* What is being asked
Without skipping anything, write out each record below exactly.

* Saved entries
^^^^^^^^
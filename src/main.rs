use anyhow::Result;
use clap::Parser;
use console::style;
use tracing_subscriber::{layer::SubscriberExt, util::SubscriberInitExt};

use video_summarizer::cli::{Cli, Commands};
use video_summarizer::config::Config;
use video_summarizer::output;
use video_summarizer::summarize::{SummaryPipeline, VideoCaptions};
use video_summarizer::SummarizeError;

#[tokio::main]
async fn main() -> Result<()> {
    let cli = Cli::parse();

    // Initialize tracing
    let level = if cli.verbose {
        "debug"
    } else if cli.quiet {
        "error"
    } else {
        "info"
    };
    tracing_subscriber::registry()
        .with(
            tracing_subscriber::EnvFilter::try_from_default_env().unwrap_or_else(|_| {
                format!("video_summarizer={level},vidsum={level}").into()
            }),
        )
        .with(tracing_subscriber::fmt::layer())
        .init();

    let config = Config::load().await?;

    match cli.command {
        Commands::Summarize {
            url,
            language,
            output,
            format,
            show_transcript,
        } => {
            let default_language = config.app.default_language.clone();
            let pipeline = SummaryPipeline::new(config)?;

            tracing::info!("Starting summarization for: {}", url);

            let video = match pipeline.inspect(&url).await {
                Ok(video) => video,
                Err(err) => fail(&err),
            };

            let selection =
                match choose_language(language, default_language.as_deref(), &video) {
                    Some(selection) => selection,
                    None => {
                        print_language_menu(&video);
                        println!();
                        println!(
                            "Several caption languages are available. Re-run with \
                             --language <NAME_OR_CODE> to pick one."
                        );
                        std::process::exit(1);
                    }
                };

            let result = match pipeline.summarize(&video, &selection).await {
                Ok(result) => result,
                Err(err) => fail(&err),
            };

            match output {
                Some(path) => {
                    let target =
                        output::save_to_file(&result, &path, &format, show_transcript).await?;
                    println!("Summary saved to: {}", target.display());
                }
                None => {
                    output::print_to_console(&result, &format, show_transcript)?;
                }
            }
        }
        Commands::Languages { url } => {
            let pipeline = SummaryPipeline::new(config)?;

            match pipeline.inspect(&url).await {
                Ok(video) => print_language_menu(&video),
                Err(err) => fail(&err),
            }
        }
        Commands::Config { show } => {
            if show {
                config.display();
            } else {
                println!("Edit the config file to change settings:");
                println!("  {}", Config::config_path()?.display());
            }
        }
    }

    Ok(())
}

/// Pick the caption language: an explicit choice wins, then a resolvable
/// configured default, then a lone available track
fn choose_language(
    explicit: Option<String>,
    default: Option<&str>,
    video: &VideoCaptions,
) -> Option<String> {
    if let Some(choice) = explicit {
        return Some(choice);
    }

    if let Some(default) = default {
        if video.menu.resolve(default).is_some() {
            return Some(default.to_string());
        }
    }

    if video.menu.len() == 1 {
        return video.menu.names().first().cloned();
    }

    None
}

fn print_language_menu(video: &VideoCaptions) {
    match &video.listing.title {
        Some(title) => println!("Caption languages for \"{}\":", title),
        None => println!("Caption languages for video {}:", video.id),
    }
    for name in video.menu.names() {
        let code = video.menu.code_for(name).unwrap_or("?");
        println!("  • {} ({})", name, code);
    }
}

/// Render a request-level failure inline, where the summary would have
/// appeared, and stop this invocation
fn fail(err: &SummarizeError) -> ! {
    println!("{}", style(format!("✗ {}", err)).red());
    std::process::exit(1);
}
^^^^^^^^
* Output for this task
filename src/main.rs
use anyhow::Result;
use clap::Parser;
use console::style;
use tracing_subscriber::{layer::SubscriberExt, util::SubscriberInitExt};

use video_summarizer::cli::{Cli, Commands};
use video_summarizer::config::Config;
use video_summarizer::output;
use video_summarizer::summarize::{SummaryPipeline, VideoCaptions};
use video_summarizer::SummarizeError;

#[tokio::main]
async fn main() -> Result<()> {
    let cli = Cli::parse();

    // Initialize tracing
    let level = if cli.verbose {
        "debug"
    } else if cli.quiet {
        "error"
    } else {
        "info"
    };
    tracing_subscriber::registry()
        .with(
            tracing_subscriber::EnvFilter::try_from_default_env().unwrap_or_else(|_| {
                format!("video_summarizer={level},vidsum={level}").into()
            }),
        )
        .with(tracing_subscriber::fmt::layer())
        .init();

    let config = Config::load().await?;

    match cli.command {
        Commands::Summarize {
            url,
            language,
            output,
            format,
            show_transcript,
        } => {
            let default_language = config.app.default_language.clone();
            let pipeline = SummaryPipeline::new(config)?;

            tracing::info!("Starting summarization for: {}", url);

            let video = match pipeline.inspect(&url).await {
                Ok(video) => video,
                Err(err) => fail(&err),
            };

            let selection =
                match choose_language(language, default_language.as_deref(), &video) {
                    Some(selection) => selection,
                    None => {
                        print_language_menu(&video);
                        println!();
                        println!(
                            "Several caption languages are available. Re-run with \
                             --language <NAME_OR_CODE> to pick one."
                        );
                        std::process::exit(1);
                    }
                };

            let result = match pipeline.summarize(&video, &selection).await {
                Ok(result) => result,
                Err(err) => fail(&err),
            };

            match output {
                Some(path) => {
                    let target =
                        output::save_to_file(&result, &path, &format, show_transcript).await?;
                    println!("Summary saved to: {}", target.display());
                }
                None => {
                    output::print_to_console(&result, &format, show_transcript)?;
                }
            }
        }
        Commands::Languages { url } => {
            let pipeline = SummaryPipeline::new(config)?;

            match pipeline.inspect(&url).await {
                Ok(video) => print_language_menu(&video),
                Err(err) => fail(&err),
            }
        }
        Commands::Config { show } => {
            if show {
                config.display();
            } else {
                println!("Edit the config file to change settings:");
                println!("  {}", Config::config_path()?.display());
            }
        }
    }

    Ok(())
}

/// Pick the caption language: an explicit choice wins, then a resolvable
/// configured default, then a lone available track
fn choose_language(
    explicit: Option<String>,
    default: Option<&str>,
    video: &VideoCaptions,
) -> Option<String> {
    if let Some(choice) = explicit {
        return Some(choice);
    }

    if let Some(default) = default {
        if video.menu.resolve(default).is_some() {
            return Some(default.to_string());
        }
    }

    if video.menu.len() == 1 {
        return video.menu.names().first().cloned();
    }

    None
}

fn print_language_menu(video: &VideoCaptions) {
    match &video.listing.title {
        Some(title) => println!("Caption languages for \"{}\":", title),
        None => println!("Caption languages for video {}:", video.id),
    }
    for name in video.menu.names() {
        let code = video.menu.code_for(name).unwrap_or("?");
        println!("  • {} ({})", name, code);
    }
}

/// Render a request-level failure inline, where the summary would have
/// appeared, and stop this invocation
fn fail(err: &SummarizeError) -> ! {
    println!("{}", style(format!("✗ {}", err)).red());
    std::process::exit(1);
}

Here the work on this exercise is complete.